─── Data for review
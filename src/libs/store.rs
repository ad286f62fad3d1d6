//! Key-value persistence abstraction.
//!
//! Every piece of tracker, reminder and prescription state goes through the
//! narrow [`PersistenceAdapter`] interface. Values are opaque strings; the
//! encoding of each key lives in [`crate::libs::state`].
//!
//! Two adapters ship with the crate:
//! - [`MemoryStore`] keeps everything in a `BTreeMap`, used by tests and dry runs
//! - [`crate::db::kv::SqliteStore`] writes to the local SQLite database

use std::collections::BTreeMap;
use thiserror::Error;

/// Failure raised by a persistence adapter.
#[derive(Error, Debug)]
pub enum StoreError {
    #[error("database error: {0}")]
    Sqlite(#[from] rusqlite::Error),
    #[error("store is unavailable: {0}")]
    Unavailable(String),
}

/// One write in a batch passed to [`PersistenceAdapter::apply`].
#[derive(Debug, Clone, PartialEq, Eq)]
pub enum WriteOp {
    Set(String, String),
    Remove(String),
}

impl WriteOp {
    pub fn set(key: impl Into<String>, value: impl Into<String>) -> Self {
        WriteOp::Set(key.into(), value.into())
    }

    pub fn remove(key: impl Into<String>) -> Self {
        WriteOp::Remove(key.into())
    }

    pub fn key(&self) -> &str {
        match self {
            WriteOp::Set(key, _) | WriteOp::Remove(key) => key,
        }
    }
}

/// Narrow key-value interface used for all persisted state.
pub trait PersistenceAdapter {
    fn get(&self, key: &str) -> Result<Option<String>, StoreError>;

    fn set(&mut self, key: &str, value: &str) -> Result<(), StoreError>;

    /// Removing an absent key is not an error.
    fn remove(&mut self, key: &str) -> Result<(), StoreError>;

    /// Applies a batch of writes.
    ///
    /// The default applies them in order and stops at the first failure.
    /// Adapters with transactions override this so the batch is all-or-nothing.
    fn apply(&mut self, ops: &[WriteOp]) -> Result<(), StoreError> {
        for op in ops {
            match op {
                WriteOp::Set(key, value) => self.set(key, value)?,
                WriteOp::Remove(key) => self.remove(key)?,
            }
        }
        Ok(())
    }
}

impl<T: PersistenceAdapter + ?Sized> PersistenceAdapter for &mut T {
    fn get(&self, key: &str) -> Result<Option<String>, StoreError> {
        (**self).get(key)
    }

    fn set(&mut self, key: &str, value: &str) -> Result<(), StoreError> {
        (**self).set(key, value)
    }

    fn remove(&mut self, key: &str) -> Result<(), StoreError> {
        (**self).remove(key)
    }

    fn apply(&mut self, ops: &[WriteOp]) -> Result<(), StoreError> {
        (**self).apply(ops)
    }
}

/// In-memory adapter.
///
/// `fail_writes` makes every subsequent write fail, which lets callers
/// exercise their write-failure paths.
#[derive(Debug, Default, Clone)]
pub struct MemoryStore {
    entries: BTreeMap<String, String>,
    fail_writes: bool,
}

impl MemoryStore {
    pub fn new() -> Self {
        Self::default()
    }

    pub fn fail_writes(&mut self, fail: bool) {
        self.fail_writes = fail;
    }

    pub fn len(&self) -> usize {
        self.entries.len()
    }

    pub fn is_empty(&self) -> bool {
        self.entries.is_empty()
    }

    pub fn keys(&self) -> impl Iterator<Item = &str> {
        self.entries.keys().map(String::as_str)
    }

    fn check_writable(&self) -> Result<(), StoreError> {
        if self.fail_writes {
            return Err(StoreError::Unavailable("writes are disabled".to_string()));
        }
        Ok(())
    }
}

impl PersistenceAdapter for MemoryStore {
    fn get(&self, key: &str) -> Result<Option<String>, StoreError> {
        Ok(self.entries.get(key).cloned())
    }

    fn set(&mut self, key: &str, value: &str) -> Result<(), StoreError> {
        self.check_writable()?;
        self.entries.insert(key.to_string(), value.to_string());
        Ok(())
    }

    fn remove(&mut self, key: &str) -> Result<(), StoreError> {
        self.check_writable()?;
        self.entries.remove(key);
        Ok(())
    }

    fn apply(&mut self, ops: &[WriteOp]) -> Result<(), StoreError> {
        // Nothing is written unless the whole batch can be.
        self.check_writable()?;
        for op in ops {
            match op {
                WriteOp::Set(key, value) => {
                    self.entries.insert(key.clone(), value.clone());
                }
                WriteOp::Remove(key) => {
                    self.entries.remove(key);
                }
            }
        }
        Ok(())
    }
}
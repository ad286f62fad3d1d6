//! Export of archived wear intervals.
//!
//! Writes the history of a tracker to CSV or JSON so it can be opened in a
//! spreadsheet or processed elsewhere. Each row carries the sequential id,
//! formatted start and end, and the `HH:MM` duration.
//!
//! Without an explicit output path the file is written to the current
//! directory as `lenslog_<scope>_<YYYYMMDD_HHMMSS>.<ext>`.

use crate::libs::cycle::CompletedInterval;
use crate::libs::formatter::FormattedInterval;
use anyhow::Result;
use chrono::Local;
use std::fs::File;
use std::io::Write;
use std::path::{Path, PathBuf};

#[derive(Debug, Clone, Copy, PartialEq, Eq, clap::ValueEnum)]
pub enum ExportFormat {
    /// Comma-separated values with a header row.
    Csv,
    /// Pretty-printed array of interval objects.
    Json,
}

impl ExportFormat {
    pub fn extension(self) -> &'static str {
        match self {
            ExportFormat::Csv => "csv",
            ExportFormat::Json => "json",
        }
    }
}

pub struct Exporter {
    format: ExportFormat,
    output_path: PathBuf,
}

impl Exporter {
    /// Creates an exporter. `scope` names the history in the default file name.
    pub fn new(format: ExportFormat, output_path: Option<PathBuf>, scope: &str) -> Self {
        let output_path = output_path.unwrap_or_else(|| {
            let timestamp = Local::now().format("%Y%m%d_%H%M%S");
            PathBuf::from(format!("lenslog_{}_{}.{}", scope, timestamp, format.extension()))
        });

        Self { format, output_path }
    }

    pub fn output_path(&self) -> &Path {
        &self.output_path
    }

    /// Writes `history` and returns the path written to.
    pub fn export_history(&self, history: &[CompletedInterval]) -> Result<PathBuf> {
        let rows = FormattedInterval::from_history(history);
        match self.format {
            ExportFormat::Csv => self.export_history_csv(&rows)?,
            ExportFormat::Json => self.export_history_json(&rows)?,
        }
        Ok(self.output_path.clone())
    }

    fn export_history_csv(&self, rows: &[FormattedInterval]) -> Result<()> {
        let mut wtr = csv::Writer::from_path(&self.output_path)?;
        wtr.write_record(["ID", "Start", "End", "Duration"])?;
        for row in rows {
            wtr.write_record([row.id.to_string(), row.start.clone(), row.end.clone(), row.duration.clone()])?;
        }
        wtr.flush()?;
        Ok(())
    }

    fn export_history_json(&self, rows: &[FormattedInterval]) -> Result<()> {
        let json = serde_json::to_string_pretty(rows)?;
        File::create(&self.output_path)?.write_all(json.as_bytes())?;
        Ok(())
    }
}
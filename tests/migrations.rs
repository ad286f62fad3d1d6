#[cfg(test)]
mod tests {
    use lenslog::db::db::{Db, DB_FILE_NAME};
    use lenslog::db::migrations::{get_db_version, MigrationManager};
    use lenslog::libs::data_storage::DataStorage;
    use rusqlite::Connection;
    use tempfile::TempDir;
    use test_context::{test_context, TestContext};

    struct MigrationTestContext {
        temp_dir: TempDir,
    }

    impl TestContext for MigrationTestContext {
        fn setup() -> Self {
            MigrationTestContext {
                temp_dir: tempfile::tempdir().unwrap(),
            }
        }
    }

    fn applied_migrations(conn: &Connection) -> Vec<(u32, String)> {
        let mut stmt = conn.prepare("SELECT version, name FROM migrations ORDER BY version").unwrap();
        stmt.query_map([], |row| Ok((row.get(0)?, row.get(1)?)))
            .unwrap()
            .collect::<Result<Vec<_>, _>>()
            .unwrap()
    }

    #[test_context(MigrationTestContext)]
    #[test]
    fn test_migrations_run_on_open(ctx: &mut MigrationTestContext) {
        let storage = DataStorage::with_base(ctx.temp_dir.path());
        let db = Db::open_in(&storage).unwrap();

        assert!(ctx.temp_dir.path().join(DB_FILE_NAME).exists());
        assert_eq!(get_db_version(&db.conn).unwrap(), 1);

        let kv_tables: i32 = db
            .conn
            .query_row("SELECT COUNT(*) FROM sqlite_master WHERE type = 'table' AND name = 'kv'", [], |row| row.get(0))
            .unwrap();
        assert_eq!(kv_tables, 1);
    }

    #[test]
    fn test_migration_history() {
        let mut conn = Connection::open_in_memory().unwrap();
        let manager = MigrationManager::new();

        assert_eq!(get_db_version(&conn).unwrap(), 0);
        manager.run_migrations(&mut conn).unwrap();

        let history = applied_migrations(&conn);
        assert!(!history.is_empty());
        for (index, (version, _)) in history.iter().enumerate() {
            assert_eq!(*version as usize, index + 1);
        }
        assert_eq!(history[0].1, "create_kv_store");
        assert_eq!(get_db_version(&conn).unwrap(), 1);
    }

    #[test_context(MigrationTestContext)]
    #[test]
    fn test_migration_idempotency(ctx: &mut MigrationTestContext) {
        let path = ctx.temp_dir.path().join(DB_FILE_NAME);
        let version1 = get_db_version(&Db::open(&path).unwrap().conn).unwrap();
        let version2 = get_db_version(&Db::open(&path).unwrap().conn).unwrap();

        assert_eq!(version1, version2);
        let mut conn = Connection::open(&path).unwrap();
        MigrationManager::new().run_migrations(&mut conn).unwrap();
        assert_eq!(applied_migrations(&conn).len(), 1);
    }
}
──────
== Task requirements ==
If a line in the data above includes the string "tracker", copy it.

== Exercise solution ==
//! Every piece of tracker, reminder and prescription state goes through the
//! Writes the history of a tracker to CSV or JSON so it can be opened in a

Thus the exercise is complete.